# Supercheap auto weird 10%



## chips29 (Dec 10, 2018)

Oil on special for $43.12 down from $71.88.

When I add in my blue rewards code for 10% off it takes it off the original price of $71.88 so you end up paying more if you use uber code :thumbup:


----------



## raisedoncereal (Jun 5, 2019)

No one cares about Australia. Go put some shrimp on the barbie


----------



## chips29 (Dec 10, 2018)

raisedoncereal said:


> No one cares about Australia. Go put some shrimp on the barbie


----------



## Sandhills (Feb 9, 2018)

raisedoncereal said:


> No one cares about Australia.
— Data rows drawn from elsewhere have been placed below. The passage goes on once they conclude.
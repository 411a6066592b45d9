//! Incident Use Cases
//!
//! Police log entries against workers; each raises the worker's risk score
//! by the incident's severity.

use std::sync::Arc;

use kernel::id::{UserId, WorkerId};
use serde_json::json;

use crate::domain::entity::audit_entry::AuditEntry;
use crate::domain::entity::incident::{Incident, IncidentListing, IncidentReport};
use crate::domain::entity::worker::Worker;
use crate::domain::repository::{IncidentRepository, OfficerDirectory, WorkerRepository};
use crate::domain::value_object::worker_identifier::WorkerIdentifier;
use crate::error::{WorkforceError, WorkforceResult};

const RECENT_INCIDENTS: i64 = 100;

pub struct LogIncidentInput {
    /// Internal id or official identifier
    pub worker: String,
    pub report: IncidentReport,
}

pub struct IncidentUseCase<R>
where
    R: WorkerRepository + OfficerDirectory + IncidentRepository,
{
    repo: Arc<R>,
}

impl<R> IncidentUseCase<R>
where
    R: WorkerRepository + OfficerDirectory + IncidentRepository,
{
    pub fn new(repo: Arc<R>) -> Self {
        Self { repo }
    }

    pub async fn log(
        &self,
        officer_user: &UserId,
        input: LogIncidentInput,
    ) -> WorkforceResult<Incident> {
        if input.report.title.trim().is_empty() || input.report.description.trim().is_empty() {
            return Err(WorkforceError::InvalidInput(
                "Incident title and description are required".to_string(),
            ));
        }

        let officer = self
            .repo
            .find_officer(officer_user)
            .await?
            .ok_or(WorkforceError::OfficerProfileMissing)?;
        let worker = resolve_worker(self.repo.as_ref(), &input.worker)
            .await?
            .ok_or(WorkforceError::WorkerNotFound)?;

        let incident = Incident::log(worker.worker_id, officer.officer_id, input.report);
        let audit = AuditEntry::new(
            Some(*officer_user),
            AuditEntry::INCIDENT_LOGGED,
            "incident",
            incident.incident_id,
            json!({
                "incidentNumber": incident.incident_number,
                "workerId": worker.worker_id.to_string(),
                "severity": incident.severity.as_str(),
                "riskIncrement": incident.risk_increment(),
            }),
        );
        self.repo.log_incident(&incident, &audit).await?;

        tracing::info!(
            incident = %incident.incident_number,
            worker_id = %worker.worker_id,
            severity = incident.severity.as_str(),
            "Incident logged"
        );
        Ok(incident)
    }

    pub async fn recent(&self) -> WorkforceResult<Vec<IncidentListing>> {
        self.repo.recent_incidents(RECENT_INCIDENTS).await
    }
}

/// Worker named by internal id or by official identifier
pub(crate) async fn resolve_worker<R: WorkerRepository>(
    repo: &R,
    raw: &str,
) -> WorkforceResult<Option<Worker>> {
    let raw = raw.trim();
    if let Ok(worker_id) = raw.parse::<WorkerId>() {
        return repo.find_worker(&worker_id).await;
    }
    match WorkerIdentifier::parse(raw) {
        Some(identifier) => repo.find_worker_by_identifier(&identifier).await,
        None => Ok(None),
    }
}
Go put some shrimp on the barbie


You got a big one on your barbie ...no need to blow your own trumpet :wink:


----------



## raisedoncereal (Jun 5, 2019)

Sandhills said:


> You got a big one on your barbie ...no need to blow your own trumpet :wink:


Wtf does that even mean


----------



## Wolfgang Faust (Aug 2, 2018)

raisedoncereal said:


> Wtf does that even mean


Go finish your Groats 'n' Oats.


----------



## Sandhills (Feb 9, 2018)

raisedoncereal said:


> Wtf does that even mean


What ever the fook u want it to


----------